Friday 22 February 2008

SUITE 3 SUILE 3
18 ANGOVE ST
NORTH FERTH WA 6006 PO BOX 119 NOTTH RETH WA 6906 $752 + 61892277688$ $MAX + 61892270101$ EMAIL [email protected]

WEB www.artuals.com.nu

ASX Release

Company Announcements Office Australian Stock Exchange Limited 10th Floor, 20 Bond Street SYDNEY NSW 2000

Dear Sir/Madam,

Update to Shareholders

The Board of Directors of Australian Renewable Fuels Limited ("ARF" - ASX Code ARW) is please to provide an update of its current status to shareholders.

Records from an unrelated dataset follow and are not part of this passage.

//! Runtime configuration read from the environment.

use std::env;
use std::path::PathBuf;

pub const DEFAULT_BIND_ADDR: &str = "127.0.0.1:3017";
pub const DEFAULT_DATA_DIR: &str = "data";
pub const DEFAULT_LOG_FILTER: &str = "info";

#[derive(Debug, Clone, PartialEq, Eq)]
pub struct AppConfig {
    pub bind_addr: String,
    /// Root for `sessions/`, `loadouts.yaml` and `markup.json`.
    pub data_dir: PathBuf,
    /// Avatar name; when set, other players' globals and HoFs are dropped.
    pub player_name: Option<String>,
    pub log_filter: String,
}

impl Default for AppConfig {
    fn default() -> Self {
        Self {
            bind_addr: DEFAULT_BIND_ADDR.to_string(),
            data_dir: PathBuf::from(DEFAULT_DATA_DIR),
            player_name: None,
            log_filter: DEFAULT_LOG_FILTER.to_string(),
        }
    }
}

impl AppConfig {
    pub fn from_env() -> Self {
        Self::from_lookup(|key| env::var(key).ok())
    }

    /// Build from any key lookup. Blank values count as unset.
    pub fn from_lookup<F>(lookup: F) -> Self
    where
        F: Fn(&str) -> Option<String>,
    {
        let read = |key: &str| {
            lookup(key)
                .map(|value| value.trim().to_string())
                .filter(|value| !value.is_empty())
        };

        let mut config = Self::default();
        if let Some(bind) = read("LOOTLEDGER_BIND") {
            config.bind_addr = bind;
        }
        if let Some(dir) = read("LOOTLEDGER_DATA_DIR") {
            config.data_dir = PathBuf::from(dir);
        }
        config.player_name = read("LOOTLEDGER_PLAYER");
        if let Some(filter) = read("LOOTLEDGER_LOG").or_else(|| read("RUST_LOG")) {
            config.log_filter = filter;
        }
        config
    }

    pub fn sessions_dir(&self) -> PathBuf {
        self.data_dir.join("sessions")
    }

    pub fn loadouts_path(&self) -> PathBuf {
        self.data_dir.join("loadouts.yaml")
    }

    pub fn markup_path(&self) -> PathBuf {
        self.data_dir.join("markup.json")
    }
}
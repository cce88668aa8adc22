use std::env;
use std::process;

use lootledger::cli;
use lootledger::config::AppConfig;
use lootledger::logging;

fn main() {
    let config = AppConfig::from_env();
    logging::init(&config);

    let args: Vec<String> = env::args().collect();
    process::exit(cli::run_with_config(&args, &config));
}
pub mod batch;
pub mod pool;

pub use batch::{calculate_many, summarize, HistorySummary};
pub use pool::WorkerPool;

The rapidly changing environment in Australia for biodiesel producers during the last eight months has necessitated major changes to the manner in which ARF's business has been conducted. Broadly, the three major adverse conditions facing biodiesel producers can be summarised as:

  • The cost of feedstock (primarily tallow and canola) has increased by over $\bullet$ 50% in the past six months. Notwithstanding the higher oil prices that influence the sale price of biodiesel, margins available to biodiesel producers have significantly diminished;
  • Changes in Federal government policy in 2006 relating to fuel excise had a $\bullet$ dramatic impact on customers being able to use high blends of biodiesel and diesel above B20:
  • The fallout from the sub-prime mortgage environment has proved challenging $\bullet$ for ARF's U.S. operations securing funding for its first plant.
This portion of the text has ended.